START Extracted data

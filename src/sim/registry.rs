//! Entity registry - the single owner of every live entity
//!
//! Entities are stored in insertion order. Ids are allocated monotonically,
//! so insertion order is id order and lookups are a binary search. Removing
//! an entity never touches the handles of the survivors.

use super::entity::{Entity, EntityId, EntityTag};

#[derive(Debug, Clone)]
pub struct Registry {
    entities: Vec<Entity>,
    next_id: u32,
}

impl Default for Registry {
    fn default() -> Self {
        Self::new()
    }
}

impl Registry {
    pub fn new() -> Self {
        Self {
            entities: Vec::new(),
            // 0 is the unassigned id
            next_id: 1,
        }
    }

    /// Take ownership of an entity and hand back its handle
    pub fn spawn(&mut self, mut entity: Entity) -> EntityId {
        let id = EntityId(self.next_id);
        self.next_id += 1;
        entity.id = id;
        log::debug!("spawn {} {:?}", id, entity.tag());
        self.entities.push(entity);
        id
    }

    /// Remove an entity. Returns None if the handle is already dead.
    pub fn despawn(&mut self, id: EntityId) -> Option<Entity> {
        let index = self.index_of(id)?;
        log::debug!("despawn {}", id);
        Some(self.entities.remove(index))
    }

    /// Drop every entity. Handle allocation keeps counting.
    pub fn clear(&mut self) {
        self.entities.clear();
    }

    pub fn get(&self, id: EntityId) -> Option<&Entity> {
        self.index_of(id).map(|i| &self.entities[i])
    }

    pub fn get_mut(&mut self, id: EntityId) -> Option<&mut Entity> {
        self.index_of(id).map(|i| &mut self.entities[i])
    }

    pub fn contains(&self, id: EntityId) -> bool {
        self.index_of(id).is_some()
    }

    pub fn len(&self) -> usize {
        self.entities.len()
    }

    pub fn is_empty(&self) -> bool {
        self.entities.is_empty()
    }

    /// Live entities in registry order
    pub fn iter(&self) -> impl Iterator<Item = &Entity> {
        self.entities.iter()
    }

    /// Handles of the current population, for mutation-safe iteration
    pub fn ids(&self) -> Vec<EntityId> {
        self.entities.iter().map(|e| e.id).collect()
    }

    pub fn iter_tagged(&self, tag: EntityTag) -> impl Iterator<Item = &Entity> {
        self.entities.iter().filter(move |e| e.tag() == tag)
    }

    pub fn asteroids(&self) -> impl Iterator<Item = &Entity> {
        self.iter_tagged(EntityTag::Asteroid)
    }

    pub fn count_tagged(&self, tag: EntityTag) -> usize {
        self.iter_tagged(tag).count()
    }

    /// The first ship in registry order
    pub fn ship_id(&self) -> Option<EntityId> {
        self.iter_tagged(EntityTag::Ship).next().map(|e| e.id)
    }

    fn index_of(&self, id: EntityId) -> Option<usize> {
        self.entities.binary_search_by_key(&id, |e| e.id).ok()
    }
}
//! Scene state machine
//!
//! TitleScreen -> Playing -> {LevelWon | GameOver} -> {Playing | TitleScreen},
//! with Credits reachable from the title and Reset available everywhere.

use serde::{Deserialize, Serialize};

use super::state::GameState;

#[derive(Debug, Clone, Copy, PartialEq, Eq, Hash, Serialize, Deserialize)]
pub enum Scene {
    TitleScreen,
    Playing,
    LevelWon,
    GameOver,
    Credits,
}

/// Scene panel the overlay collaborator should show
#[derive(Debug, Clone, Copy, PartialEq, Eq, Serialize, Deserialize)]
pub enum Overlay {
    Title,
    /// Announces the level about to start
    LevelReady { level: u32 },
    GameOver,
    Credits,
    /// No panel while playing
    Hidden,
}

impl Scene {
    /// Overlay for this scene given the level that was just played
    pub fn overlay(self, current_level: u32) -> Overlay {
        match self {
            Scene::TitleScreen => Overlay::Title,
            Scene::Playing => Overlay::Hidden,
            Scene::LevelWon => Overlay::LevelReady {
                level: current_level + 1,
            },
            Scene::GameOver => Overlay::GameOver,
            Scene::Credits => Overlay::Credits,
        }
    }
}

/// Host-level commands
#[derive(Debug, Clone, Copy, PartialEq, Eq, Serialize, Deserialize)]
pub enum Command {
    /// Start / next level / back to title, depending on the scene
    Confirm,
    TogglePause,
    Reset,
    ShowCredits,
}

impl GameState {
    /// Apply a command and return the resulting scene.
    ///
    /// Commands that mean nothing in the current scene are ignored.
    pub fn handle_command(&mut self, command: Command) -> Scene {
        match (command, self.scene) {
            (Command::Reset, _) => self.reset_game(),
            (Command::Confirm, Scene::TitleScreen) => self.start_game(),
            (Command::Confirm, Scene::LevelWon) => self.advance_level(),
            (Command::Confirm, Scene::GameOver) => self.reset_game(),
            (Command::Confirm, Scene::Credits) => self.transition(Scene::TitleScreen),
            (Command::ShowCredits, Scene::TitleScreen) => self.transition(Scene::Credits),
            (Command::TogglePause, Scene::Playing) => self.toggle_pause(),
            (command, scene) => {
                log::debug!("ignoring {:?} in {:?}", command, scene);
            }
        }
        self.scene
    }

    /// Next level: bump the counter and rebuild the field
    pub fn advance_level(&mut self) {
        self.current_level += 1;
        self.start_game();
    }

    fn toggle_pause(&mut self) {
        self.paused = !self.paused;
        if self.paused {
            self.stop_thruster();
        }
        log::info!("{}", if self.paused { "Paused" } else { "Resumed" });
    }
}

END Extracted data

Requirement –
Look through the entries above for the word "Confirm". Copy every line where it shows up.

Task response –
    Confirm,
            (Command::Confirm, Scene::TitleScreen) => self.start_game(),
            (Command::Confirm, Scene::LevelWon) => self.advance_level(),
            (Command::Confirm, Scene::GameOver) => self.reset_game(),
            (Command::Confirm, Scene::Credits) => self.transition(Scene::TitleScreen),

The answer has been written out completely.